WHAT YOU ARE ASKED TO DO
Of all the lines in this material, how many have the word "DeckError"? Give only the number.

GIVEN DATA
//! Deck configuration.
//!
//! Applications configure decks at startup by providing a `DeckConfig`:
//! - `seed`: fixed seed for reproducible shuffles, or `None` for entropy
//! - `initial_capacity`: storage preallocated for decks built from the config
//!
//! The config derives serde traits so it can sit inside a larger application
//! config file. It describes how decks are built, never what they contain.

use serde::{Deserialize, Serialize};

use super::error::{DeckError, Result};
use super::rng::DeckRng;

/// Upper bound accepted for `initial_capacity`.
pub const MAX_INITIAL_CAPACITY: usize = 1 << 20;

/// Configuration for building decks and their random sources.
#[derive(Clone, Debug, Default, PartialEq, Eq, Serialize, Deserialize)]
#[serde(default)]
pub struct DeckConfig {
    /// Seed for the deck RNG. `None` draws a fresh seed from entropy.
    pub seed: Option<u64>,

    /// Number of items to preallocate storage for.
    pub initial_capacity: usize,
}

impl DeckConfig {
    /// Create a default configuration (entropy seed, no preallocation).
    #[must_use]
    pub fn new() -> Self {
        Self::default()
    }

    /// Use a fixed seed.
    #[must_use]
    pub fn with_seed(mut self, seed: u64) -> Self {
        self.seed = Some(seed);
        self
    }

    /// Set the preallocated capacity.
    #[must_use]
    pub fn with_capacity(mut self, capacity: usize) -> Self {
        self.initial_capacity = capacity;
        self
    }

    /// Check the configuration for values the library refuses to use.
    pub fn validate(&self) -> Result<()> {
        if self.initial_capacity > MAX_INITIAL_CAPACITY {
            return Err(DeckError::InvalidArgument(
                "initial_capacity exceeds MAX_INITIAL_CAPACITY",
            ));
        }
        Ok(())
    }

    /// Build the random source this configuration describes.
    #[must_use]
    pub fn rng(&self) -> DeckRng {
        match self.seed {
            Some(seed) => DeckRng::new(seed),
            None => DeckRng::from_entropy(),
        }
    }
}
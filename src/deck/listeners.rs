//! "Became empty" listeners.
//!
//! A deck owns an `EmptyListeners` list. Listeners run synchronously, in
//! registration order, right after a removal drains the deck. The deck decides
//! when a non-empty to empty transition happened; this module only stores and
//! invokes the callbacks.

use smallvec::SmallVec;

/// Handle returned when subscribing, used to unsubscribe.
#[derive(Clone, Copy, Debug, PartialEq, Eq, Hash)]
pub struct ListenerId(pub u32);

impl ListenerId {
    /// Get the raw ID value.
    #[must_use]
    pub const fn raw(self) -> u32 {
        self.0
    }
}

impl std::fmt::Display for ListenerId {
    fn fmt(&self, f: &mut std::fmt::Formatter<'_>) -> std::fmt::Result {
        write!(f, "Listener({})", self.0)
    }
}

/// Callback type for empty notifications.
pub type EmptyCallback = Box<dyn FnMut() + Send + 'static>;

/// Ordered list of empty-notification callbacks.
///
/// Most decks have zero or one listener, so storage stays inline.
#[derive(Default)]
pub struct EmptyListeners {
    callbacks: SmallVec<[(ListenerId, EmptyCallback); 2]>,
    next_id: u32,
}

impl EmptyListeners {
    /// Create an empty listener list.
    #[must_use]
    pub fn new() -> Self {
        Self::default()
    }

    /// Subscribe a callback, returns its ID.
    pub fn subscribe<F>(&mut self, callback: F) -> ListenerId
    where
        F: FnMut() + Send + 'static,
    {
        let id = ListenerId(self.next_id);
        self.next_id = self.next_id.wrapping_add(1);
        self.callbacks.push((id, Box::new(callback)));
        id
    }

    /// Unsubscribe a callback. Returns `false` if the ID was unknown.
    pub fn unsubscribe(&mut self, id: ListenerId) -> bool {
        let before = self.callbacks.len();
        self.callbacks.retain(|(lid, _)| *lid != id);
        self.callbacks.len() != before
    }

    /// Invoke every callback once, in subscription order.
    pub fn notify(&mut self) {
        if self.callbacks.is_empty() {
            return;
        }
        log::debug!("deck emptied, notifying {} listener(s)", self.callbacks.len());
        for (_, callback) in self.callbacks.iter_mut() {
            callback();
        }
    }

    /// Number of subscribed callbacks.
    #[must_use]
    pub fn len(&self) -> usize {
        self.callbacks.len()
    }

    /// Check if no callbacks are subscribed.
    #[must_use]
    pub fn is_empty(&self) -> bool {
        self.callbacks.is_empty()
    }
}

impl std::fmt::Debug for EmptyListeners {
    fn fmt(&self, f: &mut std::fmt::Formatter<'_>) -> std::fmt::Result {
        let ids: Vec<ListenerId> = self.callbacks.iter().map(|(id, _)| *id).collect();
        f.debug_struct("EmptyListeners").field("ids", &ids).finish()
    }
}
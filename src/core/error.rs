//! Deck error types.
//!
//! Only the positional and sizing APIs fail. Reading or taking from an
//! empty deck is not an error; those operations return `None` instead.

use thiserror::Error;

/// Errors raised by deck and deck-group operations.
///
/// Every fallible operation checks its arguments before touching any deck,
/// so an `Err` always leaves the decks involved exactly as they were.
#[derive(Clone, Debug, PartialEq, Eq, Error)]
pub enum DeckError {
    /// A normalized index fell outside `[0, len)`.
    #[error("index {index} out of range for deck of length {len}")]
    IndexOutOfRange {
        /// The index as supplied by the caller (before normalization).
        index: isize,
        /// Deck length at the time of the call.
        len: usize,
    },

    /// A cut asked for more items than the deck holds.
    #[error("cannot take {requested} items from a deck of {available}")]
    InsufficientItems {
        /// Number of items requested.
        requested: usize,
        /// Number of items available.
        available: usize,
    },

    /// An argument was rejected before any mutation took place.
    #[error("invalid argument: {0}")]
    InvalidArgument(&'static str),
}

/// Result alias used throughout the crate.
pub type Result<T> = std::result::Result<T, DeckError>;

...

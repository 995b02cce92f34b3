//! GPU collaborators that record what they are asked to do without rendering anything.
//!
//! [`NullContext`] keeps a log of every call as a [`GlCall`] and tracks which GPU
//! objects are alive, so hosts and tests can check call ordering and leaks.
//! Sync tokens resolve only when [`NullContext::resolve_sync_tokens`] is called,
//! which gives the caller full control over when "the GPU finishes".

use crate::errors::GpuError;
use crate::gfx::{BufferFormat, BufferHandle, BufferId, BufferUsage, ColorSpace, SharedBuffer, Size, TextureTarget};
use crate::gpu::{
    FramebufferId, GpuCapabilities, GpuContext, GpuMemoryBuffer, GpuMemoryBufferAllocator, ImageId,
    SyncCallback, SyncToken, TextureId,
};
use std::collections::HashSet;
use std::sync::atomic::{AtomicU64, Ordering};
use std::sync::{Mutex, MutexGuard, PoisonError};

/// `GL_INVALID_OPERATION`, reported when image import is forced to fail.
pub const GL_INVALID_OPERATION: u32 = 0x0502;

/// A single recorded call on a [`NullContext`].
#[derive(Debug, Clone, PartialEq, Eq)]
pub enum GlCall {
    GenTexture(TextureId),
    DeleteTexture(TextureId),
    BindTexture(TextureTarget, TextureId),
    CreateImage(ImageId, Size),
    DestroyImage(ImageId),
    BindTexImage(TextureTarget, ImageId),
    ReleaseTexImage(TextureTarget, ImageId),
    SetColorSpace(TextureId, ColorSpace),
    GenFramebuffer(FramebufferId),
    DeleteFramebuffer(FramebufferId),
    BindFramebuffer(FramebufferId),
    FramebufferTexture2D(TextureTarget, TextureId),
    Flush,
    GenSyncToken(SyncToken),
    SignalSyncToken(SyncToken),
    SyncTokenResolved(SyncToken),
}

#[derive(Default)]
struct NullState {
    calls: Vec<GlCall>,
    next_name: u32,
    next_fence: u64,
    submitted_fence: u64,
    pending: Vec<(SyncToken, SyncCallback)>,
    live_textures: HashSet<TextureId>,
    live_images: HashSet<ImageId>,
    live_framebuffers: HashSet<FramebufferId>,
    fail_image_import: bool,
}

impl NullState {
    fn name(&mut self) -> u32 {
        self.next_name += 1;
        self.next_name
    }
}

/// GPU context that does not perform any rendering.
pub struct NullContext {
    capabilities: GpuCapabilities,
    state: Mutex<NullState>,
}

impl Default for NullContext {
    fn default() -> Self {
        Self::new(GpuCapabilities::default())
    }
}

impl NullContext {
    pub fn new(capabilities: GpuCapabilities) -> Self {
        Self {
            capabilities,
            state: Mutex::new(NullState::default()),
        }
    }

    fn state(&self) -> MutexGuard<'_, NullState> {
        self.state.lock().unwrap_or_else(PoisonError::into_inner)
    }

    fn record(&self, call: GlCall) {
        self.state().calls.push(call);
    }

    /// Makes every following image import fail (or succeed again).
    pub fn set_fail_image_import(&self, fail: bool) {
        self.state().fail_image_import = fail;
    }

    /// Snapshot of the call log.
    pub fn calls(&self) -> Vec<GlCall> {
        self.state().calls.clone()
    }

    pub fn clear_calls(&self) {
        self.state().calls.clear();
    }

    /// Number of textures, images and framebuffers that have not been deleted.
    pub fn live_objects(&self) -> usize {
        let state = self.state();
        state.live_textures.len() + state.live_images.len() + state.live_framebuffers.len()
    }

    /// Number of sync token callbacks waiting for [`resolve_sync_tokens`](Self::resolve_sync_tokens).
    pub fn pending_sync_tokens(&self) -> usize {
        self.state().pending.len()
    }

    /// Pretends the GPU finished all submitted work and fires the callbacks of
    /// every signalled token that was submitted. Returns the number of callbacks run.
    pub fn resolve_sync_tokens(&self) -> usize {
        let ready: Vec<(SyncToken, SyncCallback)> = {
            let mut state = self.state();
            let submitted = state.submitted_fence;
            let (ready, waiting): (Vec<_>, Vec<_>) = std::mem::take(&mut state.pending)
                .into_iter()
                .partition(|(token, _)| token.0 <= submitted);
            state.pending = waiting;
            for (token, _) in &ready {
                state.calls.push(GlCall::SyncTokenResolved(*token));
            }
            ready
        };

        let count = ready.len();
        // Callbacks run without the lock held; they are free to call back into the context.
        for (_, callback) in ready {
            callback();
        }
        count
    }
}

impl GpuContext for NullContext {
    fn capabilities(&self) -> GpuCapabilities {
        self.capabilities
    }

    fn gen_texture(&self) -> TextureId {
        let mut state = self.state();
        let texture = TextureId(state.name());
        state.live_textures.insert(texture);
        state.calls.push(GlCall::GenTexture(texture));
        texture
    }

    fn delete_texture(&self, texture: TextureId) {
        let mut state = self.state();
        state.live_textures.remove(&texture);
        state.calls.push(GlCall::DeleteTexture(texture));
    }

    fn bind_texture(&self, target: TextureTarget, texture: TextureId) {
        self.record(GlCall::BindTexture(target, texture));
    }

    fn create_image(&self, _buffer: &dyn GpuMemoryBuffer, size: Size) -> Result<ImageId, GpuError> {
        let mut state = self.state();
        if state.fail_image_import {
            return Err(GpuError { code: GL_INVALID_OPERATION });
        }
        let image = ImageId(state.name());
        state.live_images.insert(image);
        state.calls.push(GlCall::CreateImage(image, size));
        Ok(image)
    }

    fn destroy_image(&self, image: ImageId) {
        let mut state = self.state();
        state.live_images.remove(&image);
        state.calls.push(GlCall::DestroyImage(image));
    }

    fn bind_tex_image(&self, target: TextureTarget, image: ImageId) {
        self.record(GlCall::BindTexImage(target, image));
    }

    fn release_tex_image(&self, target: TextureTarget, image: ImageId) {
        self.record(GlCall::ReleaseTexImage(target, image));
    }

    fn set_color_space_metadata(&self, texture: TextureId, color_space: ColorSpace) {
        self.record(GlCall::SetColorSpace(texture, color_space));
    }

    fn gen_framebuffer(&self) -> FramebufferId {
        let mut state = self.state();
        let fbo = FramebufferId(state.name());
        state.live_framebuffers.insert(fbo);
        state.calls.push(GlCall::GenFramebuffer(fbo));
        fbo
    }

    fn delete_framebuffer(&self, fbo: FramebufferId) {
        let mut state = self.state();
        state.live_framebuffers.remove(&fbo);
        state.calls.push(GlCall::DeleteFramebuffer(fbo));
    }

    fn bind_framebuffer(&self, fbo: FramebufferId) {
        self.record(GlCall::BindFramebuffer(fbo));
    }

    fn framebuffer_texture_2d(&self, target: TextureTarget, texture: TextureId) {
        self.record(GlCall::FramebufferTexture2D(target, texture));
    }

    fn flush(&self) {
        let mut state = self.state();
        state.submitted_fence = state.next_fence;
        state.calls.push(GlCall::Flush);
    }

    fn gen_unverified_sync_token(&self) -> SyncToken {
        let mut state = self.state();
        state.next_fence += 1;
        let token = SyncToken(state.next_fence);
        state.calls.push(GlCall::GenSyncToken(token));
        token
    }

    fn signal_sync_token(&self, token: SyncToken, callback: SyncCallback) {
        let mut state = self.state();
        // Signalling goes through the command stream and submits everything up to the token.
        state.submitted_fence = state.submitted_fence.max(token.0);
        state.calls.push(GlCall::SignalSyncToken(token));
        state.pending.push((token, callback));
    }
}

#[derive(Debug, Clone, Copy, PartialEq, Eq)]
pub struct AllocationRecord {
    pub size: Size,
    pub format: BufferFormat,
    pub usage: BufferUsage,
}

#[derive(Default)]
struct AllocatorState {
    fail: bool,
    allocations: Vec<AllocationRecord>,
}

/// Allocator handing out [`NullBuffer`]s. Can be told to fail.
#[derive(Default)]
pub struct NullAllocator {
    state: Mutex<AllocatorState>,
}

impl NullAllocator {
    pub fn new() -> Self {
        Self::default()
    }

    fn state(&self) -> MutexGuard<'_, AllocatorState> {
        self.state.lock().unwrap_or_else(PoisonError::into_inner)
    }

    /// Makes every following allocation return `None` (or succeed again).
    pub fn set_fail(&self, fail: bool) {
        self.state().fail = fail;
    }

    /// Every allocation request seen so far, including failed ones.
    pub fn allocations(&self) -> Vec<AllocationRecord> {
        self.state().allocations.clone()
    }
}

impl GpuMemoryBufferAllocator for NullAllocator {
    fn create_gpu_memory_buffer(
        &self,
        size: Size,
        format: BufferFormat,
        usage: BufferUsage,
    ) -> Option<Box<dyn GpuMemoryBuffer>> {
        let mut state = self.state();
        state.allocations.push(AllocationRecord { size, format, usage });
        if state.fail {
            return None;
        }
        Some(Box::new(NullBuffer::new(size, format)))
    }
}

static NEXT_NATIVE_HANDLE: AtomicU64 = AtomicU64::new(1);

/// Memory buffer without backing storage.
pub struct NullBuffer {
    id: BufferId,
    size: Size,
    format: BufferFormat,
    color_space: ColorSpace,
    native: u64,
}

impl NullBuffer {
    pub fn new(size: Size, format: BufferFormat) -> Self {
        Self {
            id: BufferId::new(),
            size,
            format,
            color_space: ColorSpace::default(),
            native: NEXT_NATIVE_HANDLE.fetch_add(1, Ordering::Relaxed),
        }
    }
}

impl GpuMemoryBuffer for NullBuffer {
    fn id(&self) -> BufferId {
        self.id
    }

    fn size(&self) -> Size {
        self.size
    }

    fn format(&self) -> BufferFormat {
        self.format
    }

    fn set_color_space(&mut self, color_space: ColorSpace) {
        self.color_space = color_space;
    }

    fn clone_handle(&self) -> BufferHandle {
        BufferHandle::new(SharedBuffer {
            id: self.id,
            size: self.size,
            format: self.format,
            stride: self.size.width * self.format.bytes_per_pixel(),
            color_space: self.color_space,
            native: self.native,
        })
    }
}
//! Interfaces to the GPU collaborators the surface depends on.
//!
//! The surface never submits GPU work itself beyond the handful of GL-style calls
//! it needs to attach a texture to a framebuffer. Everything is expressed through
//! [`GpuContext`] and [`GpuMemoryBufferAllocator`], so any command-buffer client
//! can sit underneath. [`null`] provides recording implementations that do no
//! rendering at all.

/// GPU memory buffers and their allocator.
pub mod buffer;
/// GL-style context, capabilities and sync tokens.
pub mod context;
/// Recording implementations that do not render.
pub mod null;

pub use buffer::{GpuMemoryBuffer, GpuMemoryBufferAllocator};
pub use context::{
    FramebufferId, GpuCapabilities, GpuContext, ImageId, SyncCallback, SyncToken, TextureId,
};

ANSWER FOR THIS EXERCISE
4